L'INVASION DES ARAIGNEES GEANTES
Titre: The Giant Spider Invasion
Réalisateur: Bill Rebane
Interprètes: Steve Brodie

 

Barbara Hale
Robert Easton
Leslie Parrish
Alan Hale Jr.
Bill Williams
Kevin Brodie
Année: 1975
Genre: Science-fiction / Horreur
Pays: USA
Editeur  
Critique:

Artisan besogneux de la série Z, Bill Rebane débute sa carrière en 1961 avec le catastrophique MONSTER A GO-GO, régulièrement classé dans les pires films de l’Histoire du cinéma. Inachevé, le métrage sera d’ailleurs complété et terminé par Hershell Gordon Lewis, le « gorefather » en personne qui le sortira finalement en 1965. Après ce « coup d’éclat », Bill Rebane devra attendre le milieu des seventies pour revenir à la mise en scène, livrant cinq films en autant d’années dont le plus célèbre, du moins auprès des cinéphiles déviants, reste cet effarant L’INVASION DES ARAIGNEES GEANTES.
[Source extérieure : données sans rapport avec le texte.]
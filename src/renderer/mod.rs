pub mod backend;
pub mod batch;
pub mod context;
pub mod error;
pub mod handles;
pub mod hashing;
pub mod headless;
pub mod material;
pub mod pass;
mod records;
pub mod reflect;
pub mod uniforms;
pub mod vertex;

pub use backend::{Backend, DrawCall, ImageDesc, RawId, RenderTarget, VertexArrayDesc};
pub use batch::{DrawInfo, DrawQueue, QueuedDraw, RenderEntry};
pub use context::{MeshDesc, PassStats, RenderingContext, ResourceCounts};
pub use error::RenderError;
pub use handles::{
    AsUniformBlock, BufferHandle, BufferMode, FramebufferHandle, ImageFormat, ImageHandle,
    ImageInterpolation, ImageTiling, MaterialHandle, MeshHandle, ResourcePoolHandle,
    ShaderHandle, ShaderStage, ShaderStageHandle, UniformBlockHandle,
};
pub use headless::{Command, HeadlessBackend, ObjectKind};
pub use material::{BlendFactor, BlendState, MaterialBlendMode, UniformResources};
pub use pass::{ClearFlags, RenderPass};
pub use uniforms::{
    PushConstants, UniformBlockSemantics, UniformField, UniformInfo, UniformType, UniformValue,
};
pub use vertex::{Dimensions, ElementType, IndexType, MeshAttribute, PrimitiveType};
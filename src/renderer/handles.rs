// renderer/handles.rs
//! Typed, copyable views onto resources owned by a
//! [`RenderingContext`](super::RenderingContext).
//!
//! Every handle kind wraps a generational key plus whatever metadata call
//! sites need without going back to the context. Handles compare by
//! identifier; the null value of each kind has identifier `0`.

use std::hash::{Hash, Hasher};

use serde::{Deserialize, Serialize};

use super::material::{MaterialBlendMode, UniformResources};
use super::records::{
    BufferRecord, FramebufferRecord, ImageRecord, MeshRecord, ResourcePool, ShaderRecord,
    ShaderStageRecord,
};
use super::uniforms::UniformBlockSemantics;
use super::vertex::{IndexType, PrimitiveType};
use crate::asset::{Handle, Identified};

macro_rules! identified_handle {
    ($name:ident) => {
        impl $name {
            pub fn identifier(&self) -> u64 {
                self.key.identifier()
            }

            pub fn is_null(&self) -> bool {
                self.key.is_null()
            }
        }

        impl Identified for $name {
            fn identifier(&self) -> u64 {
                self.key.identifier()
            }
        }

        impl PartialEq for $name {
            fn eq(&self, other: &Self) -> bool {
                self.identifier() == other.identifier()
            }
        }

        impl Eq for $name {}

        impl Hash for $name {
            fn hash<H: Hasher>(&self, state: &mut H) {
                self.identifier().hash(state);
            }
        }
    };
}

#[derive(Debug, Clone, Copy, PartialEq, Eq, Hash, Default, Serialize, Deserialize)]
pub enum BufferMode {
    #[default]
    Static,
    Dynamic,
    Stream,
}

#[derive(Debug, Clone, Copy, PartialEq, Eq, Hash, Serialize, Deserialize)]
pub enum ImageFormat {
    R8,
    RG8,
    RGB8,
    RGBA8,
    RGBA32F,
    Depth32F,
}

impl ImageFormat {
    pub const fn bytes_per_pixel(self) -> usize {
        match self {
            Self::R8 => 1,
            Self::RG8 => 2,
            Self::RGB8 => 3,
            Self::RGBA8 | Self::Depth32F => 4,
            Self::RGBA32F => 16,
        }
    }

    pub const fn from_channel_count(channels: u8) -> Option<Self> {
        match channels {
            1 => Some(Self::R8),
            2 => Some(Self::RG8),
            3 => Some(Self::RGB8),
            4 => Some(Self::RGBA8),
            _ => None,
        }
    }

    pub const fn is_depth(self) -> bool {
        matches!(self, Self::Depth32F)
    }
}

#[derive(Debug, Clone, Copy, PartialEq, Eq, Hash, Default, Serialize, Deserialize)]
pub enum ImageInterpolation {
    Nearest,
    #[default]
    Linear,
}

#[derive(Debug, Clone, Copy, PartialEq, Eq, Hash, Default, Serialize, Deserialize)]
pub enum ImageTiling {
    #[default]
    Repeat,
    ClampToEdge,
    MirroredRepeat,
}

#[derive(Debug, Clone, Copy, PartialEq, Eq, Hash, Serialize, Deserialize)]
pub enum ShaderStage {
    Vertex,
    Fragment,
    Geometry,
    Compute,
}

impl ShaderStage {
    /// Stage kind from a file name such as `sprite.frag.glsl`: the
    /// second-to-last dot segment decides, and anything unknown is compute.
    pub fn from_file_name(name: &str) -> Self {
        let mut segments = name.rsplit('.');
        segments.next();
        match segments.next() {
            Some("vert") => Self::Vertex,
            Some("frag") => Self::Fragment,
            Some("geom") => Self::Geometry,
            _ => Self::Compute,
        }
    }
}

#[derive(Debug, Clone, Copy)]
pub struct BufferHandle {
    pub(crate) key: Handle<BufferRecord>,
    size: usize,
}

identified_handle!(BufferHandle);

impl BufferHandle {
    pub(crate) fn new(key: Handle<BufferRecord>, size: usize) -> Self {
        Self { key, size }
    }

    pub fn null() -> Self {
        Self::new(Handle::null(), 0)
    }

    pub fn size(&self) -> usize {
        self.size
    }
}

impl Default for BufferHandle {
    fn default() -> Self {
        Self::null()
    }
}

#[derive(Debug, Clone, Copy)]
pub struct MeshHandle {
    pub(crate) key: Handle<MeshRecord>,
    layout_hash: u64,
    vertex_buffer: BufferHandle,
    num_elements: usize,
    primitive_type: PrimitiveType,
    index_type: IndexType,
    index_buffer: Option<BufferHandle>,
    instance_count: usize,
    instance_buffer: Option<BufferHandle>,
}

identified_handle!(MeshHandle);

impl MeshHandle {
    #[allow(clippy::too_many_arguments)]
    pub(crate) fn new(
        key: Handle<MeshRecord>,
        layout_hash: u64,
        vertex_buffer: BufferHandle,
        num_elements: usize,
        primitive_type: PrimitiveType,
        index_type: IndexType,
        index_buffer: Option<BufferHandle>,
        instance_count: usize,
        instance_buffer: Option<BufferHandle>,
    ) -> Self {
        Self {
            key,
            layout_hash,
            vertex_buffer,
            num_elements,
            primitive_type,
            index_type,
            index_buffer,
            instance_count,
            instance_buffer,
        }
    }

    pub fn null() -> Self {
        Self::new(
            Handle::null(),
            0,
            BufferHandle::null(),
            0,
            PrimitiveType::default(),
            IndexType::None,
            None,
            0,
            None,
        )
    }

    pub fn layout_hash(&self) -> u64 {
        self.layout_hash
    }

    pub fn vertex_buffer(&self) -> BufferHandle {
        self.vertex_buffer
    }

    pub fn num_elements(&self) -> usize {
        self.num_elements
    }

    pub fn primitive_type(&self) -> PrimitiveType {
        self.primitive_type
    }

    pub fn index_type(&self) -> IndexType {
        self.index_type
    }

    pub fn index_buffer(&self) -> Option<BufferHandle> {
        self.index_buffer
    }

    pub fn is_indexed(&self) -> bool {
        self.index_buffer.is_some()
    }

    pub fn instance_count(&self) -> usize {
        self.instance_count
    }

    pub fn instance_buffer(&self) -> Option<BufferHandle> {
        self.instance_buffer
    }
}

impl Default for MeshHandle {
    fn default() -> Self {
        Self::null()
    }
}

#[derive(Debug, Clone, Copy)]
pub struct ImageHandle {
    pub(crate) key: Handle<ImageRecord>,
    format: ImageFormat,
    interpolation: ImageInterpolation,
    tiling: ImageTiling,
}

identified_handle!(ImageHandle);

impl ImageHandle {
    pub(crate) fn new(
        key: Handle<ImageRecord>,
        format: ImageFormat,
        interpolation: ImageInterpolation,
        tiling: ImageTiling,
    ) -> Self {
        Self {
            key,
            format,
            interpolation,
            tiling,
        }
    }

    pub fn null() -> Self {
        Self::new(
            Handle::null(),
            ImageFormat::RGBA8,
            ImageInterpolation::default(),
            ImageTiling::default(),
        )
    }

    pub fn format(&self) -> ImageFormat {
        self.format
    }

    pub fn interpolation(&self) -> ImageInterpolation {
        self.interpolation
    }

    pub fn tiling(&self) -> ImageTiling {
        self.tiling
    }
}

impl Default for ImageHandle {
    fn default() -> Self {
        Self::null()
    }
}

/// Attachments live in the context; query them with
/// [`RenderingContext::framebuffer_attachments`](super::RenderingContext::framebuffer_attachments).
#[derive(Debug, Clone, Copy, Default)]
pub struct FramebufferHandle {
    pub(crate) key: Handle<FramebufferRecord>,
}

identified_handle!(FramebufferHandle);

impl FramebufferHandle {
    pub fn null() -> Self {
        Self::default()
    }
}

#[derive(Debug, Clone, Copy)]
pub struct ShaderStageHandle {
    pub(crate) key: Handle<ShaderStageRecord>,
    stage: ShaderStage,
}

identified_handle!(ShaderStageHandle);

impl ShaderStageHandle {
    pub(crate) fn new(key: Handle<ShaderStageRecord>, stage: ShaderStage) -> Self {
        Self { key, stage }
    }

    pub fn null() -> Self {
        Self::new(Handle::null(), ShaderStage::Vertex)
    }

    pub fn stage(&self) -> ShaderStage {
        self.stage
    }
}

impl Default for ShaderStageHandle {
    fn default() -> Self {
        Self::null()
    }
}

#[derive(Debug, Clone, Copy, Default)]
pub struct ShaderHandle {
    pub(crate) key: Handle<ShaderRecord>,
}

identified_handle!(ShaderHandle);

impl ShaderHandle {
    pub fn null() -> Self {
        Self::default()
    }
}

/// View of a CPU-side uniform block mirror plus its image and storage
/// buffer tables. `has_block` is false when the shader declared no block for
/// the requested semantic; such handles are still valid for image bindings.
#[derive(Debug, Clone, Copy)]
pub struct UniformBlockHandle {
    pub(crate) key: Handle<UniformResources>,
    semantic: UniformBlockSemantics,
    size: usize,
    has_block: bool,
}

identified_handle!(UniformBlockHandle);

impl UniformBlockHandle {
    pub(crate) fn new(
        key: Handle<UniformResources>,
        semantic: UniformBlockSemantics,
        size: usize,
        has_block: bool,
    ) -> Self {
        Self {
            key,
            semantic,
            size,
            has_block,
        }
    }

    pub fn null() -> Self {
        Self::new(Handle::null(), UniformBlockSemantics::Material, 0, false)
    }

    pub fn semantic(&self) -> UniformBlockSemantics {
        self.semantic
    }

    pub fn size(&self) -> usize {
        self.size
    }

    pub fn has_uniform_block(&self) -> bool {
        self.has_block
    }
}

impl Default for UniformBlockHandle {
    fn default() -> Self {
        Self::null()
    }
}

/// A material uniform block tied to one shader program and blend mode.
///
/// Identity is the block's arena slot plus the shader: two materials with
/// identical contents are still distinct.
#[derive(Debug, Clone, Copy)]
pub struct MaterialHandle {
    block: UniformBlockHandle,
    shader: ShaderHandle,
    blend_mode: MaterialBlendMode,
}

impl MaterialHandle {
    pub(crate) fn new(
        block: UniformBlockHandle,
        shader: ShaderHandle,
        blend_mode: MaterialBlendMode,
    ) -> Self {
        Self {
            block,
            shader,
            blend_mode,
        }
    }

    pub fn null() -> Self {
        Self::new(
            UniformBlockHandle::null(),
            ShaderHandle::null(),
            MaterialBlendMode::default(),
        )
    }

    pub fn identifier(&self) -> u64 {
        self.block.identifier()
    }

    pub fn is_null(&self) -> bool {
        self.block.is_null()
    }

    pub fn uniform_block(&self) -> UniformBlockHandle {
        self.block
    }

    pub fn shader(&self) -> ShaderHandle {
        self.shader
    }

    pub fn blend_mode(&self) -> MaterialBlendMode {
        self.blend_mode
    }
}

impl Identified for MaterialHandle {
    fn identifier(&self) -> u64 {
        self.block.identifier()
    }
}

impl PartialEq for MaterialHandle {
    fn eq(&self, other: &Self) -> bool {
        self.block.identifier() == other.block.identifier()
            && self.shader.identifier() == other.shader.identifier()
    }
}

impl Eq for MaterialHandle {}

impl Hash for MaterialHandle {
    fn hash<H: Hasher>(&self, state: &mut H) {
        self.block.identifier().hash(state);
        self.shader.identifier().hash(state);
    }
}

impl Default for MaterialHandle {
    fn default() -> Self {
        Self::null()
    }
}

#[derive(Debug, Clone, Copy, Default)]
pub struct ResourcePoolHandle {
    pub(crate) key: Handle<ResourcePool>,
}

identified_handle!(ResourcePoolHandle);

impl ResourcePoolHandle {
    pub fn null() -> Self {
        Self::default()
    }
}

/// Anything that resolves to a uniform block in the context.
pub trait AsUniformBlock {
    fn as_uniform_block(&self) -> UniformBlockHandle;
}

impl AsUniformBlock for UniformBlockHandle {
    fn as_uniform_block(&self) -> UniformBlockHandle {
        *self
    }
}

impl AsUniformBlock for MaterialHandle {
    fn as_uniform_block(&self) -> UniformBlockHandle {
        self.block
    }
}
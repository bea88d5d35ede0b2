// renderer/hashing.rs

/// Boost-style hash mixing. Order sensitive: `combine(combine(s, a), b)`
/// differs from `combine(combine(s, b), a)` for almost every input.
#[inline]
pub const fn hash_combine(seed: u64, value: u64) -> u64 {
    seed ^ value
        .wrapping_add(0x9e37_79b9)
        .wrapping_add(seed << 6)
        .wrapping_add(seed >> 2)
}

/// Hash of an identifier sequence, seeded with its length.
///
/// Used as the program cache key, so `[vert, frag]` and `[frag, vert]`
/// name two different programs. Callers that want one program must always
/// list its stages in the same order.
pub fn hash_identifiers(identifiers: &[u64]) -> u64 {
    identifiers
        .iter()
        .fold(identifiers.len() as u64, |seed, &id| hash_combine(seed, id))
}
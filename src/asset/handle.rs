use std::fmt;
use std::hash::{Hash, Hasher};
use std::marker::PhantomData;

use slotmap::{DefaultKey, Key};

/// Anything that can be looked up by a stable 64-bit identifier.
///
/// Identifier `0` is reserved for the null value of every handle kind.
pub trait Identified {
    fn identifier(&self) -> u64;

    fn is_null(&self) -> bool {
        self.identifier() == 0
    }
}

/// Generational key into an [`AssetCache`](super::AssetCache).
///
/// Copying a handle never copies the value it points at. A handle whose slot
/// has been freed (or reused) simply stops resolving.
pub struct Handle<T> {
    key: DefaultKey,
    _marker: PhantomData<fn() -> T>,
}

// Manually implement Clone without requiring T: Clone
impl<T> Clone for Handle<T> {
    fn clone(&self) -> Self {
        *self
    }
}

// Manually implement Copy without requiring T: Copy
impl<T> Copy for Handle<T> {}

impl<T> PartialEq for Handle<T> {
    fn eq(&self, other: &Self) -> bool {
        self.key == other.key
    }
}

impl<T> Eq for Handle<T> {}

impl<T> Hash for Handle<T> {
    fn hash<H: Hasher>(&self, state: &mut H) {
        self.key.hash(state);
    }
}

impl<T> fmt::Debug for Handle<T> {
    fn fmt(&self, f: &mut fmt::Formatter<'_>) -> fmt::Result {
        if self.is_null() {
            write!(f, "Handle(null)")
        } else {
            write!(f, "Handle({:#x})", self.identifier())
        }
    }
}

impl<T> Default for Handle<T> {
    fn default() -> Self {
        Self::null()
    }
}

impl<T> Handle<T> {
    pub(crate) fn from_key(key: DefaultKey) -> Self {
        Self {
            key,
            _marker: PhantomData,
        }
    }

    pub(crate) fn key(self) -> DefaultKey {
        self.key
    }

    pub fn null() -> Self {
        Self::from_key(DefaultKey::null())
    }

    pub fn is_null(self) -> bool {
        self.key.is_null()
    }

    /// Packed slot index and generation; `0` only for the null handle.
    pub fn identifier(self) -> u64 {
        if self.key.is_null() {
            0
        } else {
            self.key.data().as_ffi()
        }
    }
}

impl<T> Identified for Handle<T> {
    fn identifier(&self) -> u64 {
        Handle::identifier(*self)
    }
}
// renderer/uniforms.rs
use std::collections::HashMap;

use bytemuck::{Pod, Zeroable};
use glam::{BVec2, BVec3, BVec4, IVec2, IVec3, IVec4, Mat2, Mat3, Mat4, UVec2, UVec3, UVec4, Vec2, Vec3, Vec4};
use serde::{Deserialize, Serialize};

/// Which of the three binding tiers a uniform block belongs to. The numeric
/// value is also the block's binding index in shader source.
#[derive(Debug, Clone, Copy, PartialEq, Eq, Hash, Serialize, Deserialize)]
pub enum UniformBlockSemantics {
    PushConstants = 0,
    Pass = 1,
    Material = 2,
}

impl UniformBlockSemantics {
    pub const ALL: [Self; 3] = [Self::PushConstants, Self::Pass, Self::Material];

    pub const fn from_binding(binding: u32) -> Option<Self> {
        match binding {
            0 => Some(Self::PushConstants),
            1 => Some(Self::Pass),
            2 => Some(Self::Material),
            _ => None,
        }
    }

    pub const fn binding(self) -> u32 {
        self as u32
    }
}

#[derive(Debug, Clone, Copy, PartialEq, Eq, Hash, Serialize, Deserialize)]
pub enum UniformType {
    Float,
    Vec2,
    Vec3,
    Vec4,
    Int,
    IVec2,
    IVec3,
    IVec4,
    UInt,
    UVec2,
    UVec3,
    UVec4,
    Bool,
    BVec2,
    BVec3,
    BVec4,
    Mat2,
    Mat3,
    Mat4,
    Image,
}

impl UniformType {
    pub fn from_glsl(name: &str) -> Option<Self> {
        let ty = match name {
            "float" => Self::Float,
            "vec2" => Self::Vec2,
            "vec3" => Self::Vec3,
            "vec4" => Self::Vec4,
            "int" => Self::Int,
            "ivec2" => Self::IVec2,
            "ivec3" => Self::IVec3,
            "ivec4" => Self::IVec4,
            "uint" => Self::UInt,
            "uvec2" => Self::UVec2,
            "uvec3" => Self::UVec3,
            "uvec4" => Self::UVec4,
            "bool" => Self::Bool,
            "bvec2" => Self::BVec2,
            "bvec3" => Self::BVec3,
            "bvec4" => Self::BVec4,
            "mat2" | "mat2x2" => Self::Mat2,
            "mat3" | "mat3x3" => Self::Mat3,
            "mat4" | "mat4x4" => Self::Mat4,
            _ => return None,
        };
        Some(ty)
    }

    /// Components per column (matrices) or per value (everything else).
    pub const fn components(self) -> usize {
        match self {
            Self::Float | Self::Int | Self::UInt | Self::Bool => 1,
            Self::Vec2 | Self::IVec2 | Self::UVec2 | Self::BVec2 | Self::Mat2 => 2,
            Self::Vec3 | Self::IVec3 | Self::UVec3 | Self::BVec3 | Self::Mat3 => 3,
            Self::Vec4 | Self::IVec4 | Self::UVec4 | Self::BVec4 | Self::Mat4 => 4,
            Self::Image => 0,
        }
    }

    pub const fn columns(self) -> usize {
        match self {
            Self::Mat2 => 2,
            Self::Mat3 => 3,
            Self::Mat4 => 4,
            Self::Image => 0,
            _ => 1,
        }
    }

    pub const fn is_matrix(self) -> bool {
        matches!(self, Self::Mat2 | Self::Mat3 | Self::Mat4)
    }

    /// std140 base alignment in bytes.
    pub const fn std140_alignment(self) -> usize {
        if self.is_matrix() {
            return 16;
        }
        match self.components() {
            0 | 1 => 4,
            2 => 8,
            _ => 16,
        }
    }

    /// std140 size of a single value, including matrix column padding.
    pub const fn std140_size(self) -> usize {
        if self.is_matrix() {
            16 * self.columns()
        } else {
            4 * self.components()
        }
    }
}

/// One member of a reflected uniform block.
#[derive(Debug, Clone, PartialEq, Eq)]
pub struct UniformField {
    pub name: String,
    pub ty: UniformType,
    pub offset: usize,
    pub array_size: u32,
    pub array_stride: usize,
}

impl UniformField {
    /// Bytes covered by the field inside the block.
    pub fn byte_span(&self) -> usize {
        if self.array_size <= 1 {
            self.ty.std140_size()
        } else {
            self.array_stride * (self.array_size as usize - 1) + self.ty.std140_size()
        }
    }
}

/// Layout of one uniform block as reported by shader reflection.
#[derive(Debug, Clone, Default, PartialEq, Eq)]
pub struct UniformInfo {
    fields: Vec<UniformField>,
    name_to_field: HashMap<String, usize>,
    buffer_size: usize,
}

impl UniformInfo {
    pub fn new(buffer_size: usize) -> Self {
        Self {
            fields: Vec::new(),
            name_to_field: HashMap::new(),
            buffer_size,
        }
    }

    /// Returns `false` if the name is taken or the field would overrun the
    /// block; the field is not added in either case.
    pub fn push_field(&mut self, field: UniformField) -> bool {
        if self.name_to_field.contains_key(&field.name)
            || field.offset + field.byte_span() > self.buffer_size
        {
            return false;
        }
        self.name_to_field.insert(field.name.clone(), self.fields.len());
        self.fields.push(field);
        true
    }

    pub fn find(&self, name: &str) -> Option<&UniformField> {
        self.name_to_field.get(name).map(|&i| &self.fields[i])
    }

    pub fn fields(&self) -> &[UniformField] {
        &self.fields
    }

    pub fn buffer_size(&self) -> usize {
        self.buffer_size
    }
}

/// A typed value written into a uniform block mirror.
#[derive(Debug, Clone, Copy, PartialEq)]
pub enum UniformValue {
    Float(f32),
    Vec2(Vec2),
    Vec3(Vec3),
    Vec4(Vec4),
    Int(i32),
    IVec2(IVec2),
    IVec3(IVec3),
    IVec4(IVec4),
    UInt(u32),
    UVec2(UVec2),
    UVec3(UVec3),
    UVec4(UVec4),
    Bool(bool),
    BVec2(BVec2),
    BVec3(BVec3),
    BVec4(BVec4),
    Mat2(Mat2),
    Mat3(Mat3),
    Mat4(Mat4),
}

impl UniformValue {
    pub const fn uniform_type(&self) -> UniformType {
        match self {
            Self::Float(_) => UniformType::Float,
            Self::Vec2(_) => UniformType::Vec2,
            Self::Vec3(_) => UniformType::Vec3,
            Self::Vec4(_) => UniformType::Vec4,
            Self::Int(_) => UniformType::Int,
            Self::IVec2(_) => UniformType::IVec2,
            Self::IVec3(_) => UniformType::IVec3,
            Self::IVec4(_) => UniformType::IVec4,
            Self::UInt(_) => UniformType::UInt,
            Self::UVec2(_) => UniformType::UVec2,
            Self::UVec3(_) => UniformType::UVec3,
            Self::UVec4(_) => UniformType::UVec4,
            Self::Bool(_) => UniformType::Bool,
            Self::BVec2(_) => UniformType::BVec2,
            Self::BVec3(_) => UniformType::BVec3,
            Self::BVec4(_) => UniformType::BVec4,
            Self::Mat2(_) => UniformType::Mat2,
            Self::Mat3(_) => UniformType::Mat3,
            Self::Mat4(_) => UniformType::Mat4,
        }
    }

    /// Writes the std140 representation at the start of `dst`. Matrix
    /// columns land 16 bytes apart and bools become 32-bit 0/1.
    pub(crate) fn write_std140(&self, dst: &mut [u8]) {
        match *self {
            Self::Float(v) => put(dst, 0, &[v]),
            Self::Vec2(v) => put(dst, 0, &v.to_array()),
            Self::Vec3(v) => put(dst, 0, &v.to_array()),
            Self::Vec4(v) => put(dst, 0, &v.to_array()),
            Self::Int(v) => put(dst, 0, &[v]),
            Self::IVec2(v) => put(dst, 0, &v.to_array()),
            Self::IVec3(v) => put(dst, 0, &v.to_array()),
            Self::IVec4(v) => put(dst, 0, &v.to_array()),
            Self::UInt(v) => put(dst, 0, &[v]),
            Self::UVec2(v) => put(dst, 0, &v.to_array()),
            Self::UVec3(v) => put(dst, 0, &v.to_array()),
            Self::UVec4(v) => put(dst, 0, &v.to_array()),
            Self::Bool(b) => put(dst, 0, &[u32::from(b)]),
            Self::BVec2(b) => put(dst, 0, &[u32::from(b.x), u32::from(b.y)]),
            Self::BVec3(b) => put(dst, 0, &[u32::from(b.x), u32::from(b.y), u32::from(b.z)]),
            Self::BVec4(b) => put(
                dst,
                0,
                &[u32::from(b.x), u32::from(b.y), u32::from(b.z), u32::from(b.w)],
            ),
            Self::Mat2(m) => {
                for (i, column) in m.to_cols_array_2d().iter().enumerate() {
                    put(dst, i * 16, column);
                }
            }
            Self::Mat3(m) => {
                for (i, column) in m.to_cols_array_2d().iter().enumerate() {
                    put(dst, i * 16, column);
                }
            }
            Self::Mat4(m) => put(dst, 0, &m.to_cols_array()),
        }
    }
}

fn put<T: Pod>(dst: &mut [u8], offset: usize, values: &[T]) {
    let bytes: &[u8] = bytemuck::cast_slice(values);
    dst[offset..offset + bytes.len()].copy_from_slice(bytes);
}

macro_rules! uniform_value_from {
    ($($source:ty => $variant:ident),* $(,)?) => {
        $(
            impl From<$source> for UniformValue {
                fn from(value: $source) -> Self {
                    UniformValue::$variant(value)
                }
            }
        )*
    };
}

uniform_value_from! {
    f32 => Float,
    Vec2 => Vec2,
    Vec3 => Vec3,
    Vec4 => Vec4,
    i32 => Int,
    IVec2 => IVec2,
    IVec3 => IVec3,
    IVec4 => IVec4,
    u32 => UInt,
    UVec2 => UVec2,
    UVec3 => UVec3,
    UVec4 => UVec4,
    bool => Bool,
    BVec2 => BVec2,
    BVec3 => BVec3,
    BVec4 => BVec4,
    Mat2 => Mat2,
    Mat3 => Mat3,
    Mat4 => Mat4,
}

/// Per-draw payload uploaded right before every draw call.
#[repr(C)]
#[derive(Clone, Copy, Pod, Zeroable, PartialEq, Debug, Serialize)]
pub struct PushConstants {
    pub model_matrix: [[f32; 4]; 4],
    pub extra_data: [[f32; 4]; 4],
}

impl PushConstants {
    pub fn new(model_matrix: Mat4, extra_data: Mat4) -> Self {
        Self {
            model_matrix: model_matrix.to_cols_array_2d(),
            extra_data: extra_data.to_cols_array_2d(),
        }
    }

    pub fn from_model(model_matrix: Mat4) -> Self {
        Self::new(model_matrix, Mat4::IDENTITY)
    }

    pub fn model(&self) -> Mat4 {
        Mat4::from_cols_array_2d(&self.model_matrix)
    }
}

impl Default for PushConstants {
    fn default() -> Self {
        Self::new(Mat4::IDENTITY, Mat4::IDENTITY)
    }
}

#[cfg(test)]
mod tests {
    use super::*;

    #[test]
    fn push_constants_are_two_mat4() {
        assert_eq!(std::mem::size_of::<PushConstants>(), 128);
        let pc = PushConstants::default();
        assert_eq!(pc.model(), Mat4::IDENTITY);
    }

    #[test]
    fn std140_sizes() {
        assert_eq!(UniformType::Vec3.std140_size(), 12);
        assert_eq!(UniformType::Vec3.std140_alignment(), 16);
        assert_eq!(UniformType::Vec2.std140_alignment(), 8);
        assert_eq!(UniformType::Mat3.std140_size(), 48);
        assert_eq!(UniformType::Mat2.std140_size(), 32);
    }

    #[test]
    fn push_field_rejects_duplicates_and_overruns() {
        let mut info = UniformInfo::new(32);
        let color = UniformField {
            name: "uColor".into(),
            ty: UniformType::Vec4,
            offset: 0,
            array_size: 1,
            array_stride: 16,
        };
        assert!(info.push_field(color.clone()));
        assert!(!info.push_field(color));
        assert!(!info.push_field(UniformField {
            name: "uTooFar".into(),
            ty: UniformType::Vec4,
            offset: 24,
            array_size: 1,
            array_stride: 16,
        }));
        assert_eq!(info.fields().len(), 1);
        assert_eq!(info.find("uColor").map(|f| f.offset), Some(0));
    }

    #[test]
    fn mat3_columns_are_padded_to_sixteen_bytes() {
        let mut floats = [0f32; 12];
        UniformValue::Mat3(Mat3::from_cols_array(&[
            1.0, 2.0, 3.0, 4.0, 5.0, 6.0, 7.0, 8.0, 9.0,
        ]))
        .write_std140(bytemuck::cast_slice_mut(&mut floats));
        assert_eq!(&floats[0..3], &[1.0, 2.0, 3.0]);
        assert_eq!(&floats[4..7], &[4.0, 5.0, 6.0]);
        assert_eq!(&floats[8..11], &[7.0, 8.0, 9.0]);
    }

    #[test]
    fn bools_are_written_as_words() {
        let mut words = [u32::MAX; 2];
        UniformValue::BVec2(BVec2::new(true, false))
            .write_std140(bytemuck::cast_slice_mut(&mut words));
        assert_eq!(words, [1, 0]);
    }
}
Le scénario, complètement délirant, mélange sans vergogne la science-fiction à l’épouvante puisque l’apparition d’un trou noir provoque la chute de météorites sur terre. La plupart des corps célestes s’écrasent dans un bled du Wisconsin et un couple de fermiers pouilleux les ramène dans leur maison afin de les examiner. Bien leur en prend puisque, à l’intérieur, se trouve de magnifiques diamants. Hélas, les météores abritent aussi de grosses tarentules velues qui s’échappent dans la nature et commencent à grossir jusqu’à atteindre la taille…d’un camion !

Tourné pour un budget d’environ 250 000 dollars (ce qui, même en 1975, ne représentait pas grand-chose), L’INVASION DES ARAIGNEES GEANTES calque son scénario sur les classiques de la science-fiction horrifique des années ’50, à l’image de TARANTULA, DEADLY MANTIS ou DES MONSTRES ATTAQUENT LA VILLE. Malheureusement, les effets spéciaux ne suivent pas et s’avèrent complètement ratés, au point de provoquer le rire du spectateur effaré par la médiocrité des trucages employés.

Difficile de ne pas pouffer, en effet, devant l’aspect grotesque des arachnides, d’autant que Bill Rebane n’hésite jamais à les exposer en pleine lumière. Au lieu d’opter pour une salutaire suggestion, le cinéaste détaille son gros monstre pelucheux dans ses œuvres destructrices. La bête attaque une voiture, détruit une habitation pour tenter de s’emparer d’une victime terrorisée et perturbe même les festivités locales, effrayant un groupe de figurants se croyant sans doute dans un GODZILLA.

Dans les plans larges, l’araignée est, en réalité, une Coccinelle Volkswagen affublée de grosses pates vaguement articulée et de gros yeux globuleux. Hallucinant ! Bill Rebane, lui, tente de sauver les meubles et de terminer le métrage en dépit d’un tournage chaotique dont il s’est souvent plaint en interview. Hélas, les effets spéciaux ne fonctionnent pas, des plans importants doivent être sucrés faute de temps ou de moyens et le scénario doit être régulièrement réécrit, les deux scénaristes n’étant pas d’accord sur la direction générale à suivre. Richard L. Huff, en effet, imagine un vrai film d’horreur, sérieux et dramatique, tandis que Robert Easton, pour sa part, s’oriente vers une satire, auto-parodique et riche en dialogues décalés. L’opposition, jamais réglée, entre les deux points de vue aboutit, par conséquent, à un résultat hybride traversé de quelques répliques humoristiques (volontaires ou pas) comme les impayables théories scientifiques à propos des trous noirs.

Pourtant, malgré tous ces défauts, quelques scènes sont plutôt réussies, en particuliers durant la première moitié du métrage lorsque les araignées, encore de taille raisonnable, causent l’un ou l’autre frisson. Si l’intrigue n’innove jamais, elle retrouve parfois le charme suranné des séries B des fifties et permet ainsi aux nostalgiques de passer un relatif bon moment. La durée restreinte (environ 75 minutes hors générique) assure de son côté un rythme correct et évite les scènes de remplissage inutiles, permettant de se focaliser sur les nombreuses scènes d’attaques animales.

Loin du gros navet annoncé par beaucoup, L’INVASION DES ARAIGNEES GEANTES se rapproche bien davantage d’une plaisante série B, certes franchement nanar par moment mais, au final, rarement ennuyeuse. L’ensemble, situé dans une honnête moyenne, se regarde sans déplaisir, ce qui, étant donné le niveau actuel du « film d’agression animale » (illustré, principalement, par les téléfilms miteux de SyFy ou The Asylum), n’est déjà pas si mal. Sympathique.